Investor

by Salman Ahmed

This has been a busy news year: war, inflation, and politics have dominated. Lost in those headlines is a major regulatory proposal that has been making waves in the investment industry. The proposition has a lot in it, but the most impactful parts call for enhancing the fee disclosure Canadians receive from their investment providers and expanding the reporting on insurance investments.

The enhancements make a ton of sense. In our comments to the regulators, we’ve welcomed the proposal. The new disclosure requirements would arm investors with information they need to judge the value of the service they receive. Unfortunately, this type of disclosure is rare. Steadyhand clients are unique in Canada in that they’ve always seen the total fees they pay us in dollar and percentage terms every quarter on their account statement. We’re not required to do it, but we believe it’s the right thing to do.

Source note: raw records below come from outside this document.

//! KiCad board parser
//!
//! Turns `.kicad_pcb` S-expression text into a [`Board`]. Only the fields the
//! checks need are extracted:
//! - `net` declarations, `segment`, `via` and `zone` items
//! - `footprint` (or legacy `module`) placements with their pads
//! - `Edge.Cuts` graphics, which give the board outline and internal cutouts
//!
//! Anything else in the file is ignored. A missing required field or a
//! malformed number aborts the parse; the checks never see a partial board.

use std::collections::BTreeMap;
use std::path::Path;

use thiserror::Error;
use uuid::Uuid;

use crate::geometry::{bounding_box, Point, Rect};
use crate::model::*;
use crate::parser::sexp::{ParseError, SExp, SExpParser};

const EDGE_CUTS: &str = "Edge.Cuts";

#[derive(Debug, Error)]
pub enum BoardParseError {
    #[error("S-expression parse error: {0}")]
    SExp(#[from] ParseError),
    #[error("IO error: {0}")]
    Io(#[from] std::io::Error),
    #[error("Invalid board format: {0}")]
    InvalidFormat(String),
    #[error("Missing required field '{field}' in {element}")]
    MissingField { element: String, field: String },
    #[error("Invalid number '{value}' for '{field}' in {element}")]
    InvalidNumber {
        element: String,
        field: String,
        value: String,
    },
    #[error("Invalid board: {0}")]
    Model(#[from] ModelError),
}

fn missing(element: &str, field: &str) -> BoardParseError {
    BoardParseError::MissingField {
        element: element.to_string(),
        field: field.to_string(),
    }
}

/// Parser for KiCad 6+ board files.
pub struct BoardParser;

Under the current rules, investment providers are only required to disclose fees paid for advice, which can be just half the total fees charged, as this figure excludes product costs (e.g., the investment management fees for mutual funds, ETFs or other investment products). Even this incomplete disclosure is required just annually and was forced on the industry in 2016. In our view, the proposal gives investors the information they should’ve already been receiving: the total explicit costs of investing.

Most other investment providers that submitted comments to the regulators (see here) disagree with our stance and are pushing back against the proposed changes. Their reasons are predictable: they claim the disclosure would confuse not simplify, they need more time to implement (yet they have all the time in the world when rolling out expensive investment products), and it’s complicated to build these statements (I’m sorry, but how is this even an excuse?).

In fighting the enhancements, the investment industry is missing a golden opportunity to improve the investor experience. Instead, they’ve revealed what they care about most: themselves, not their clients.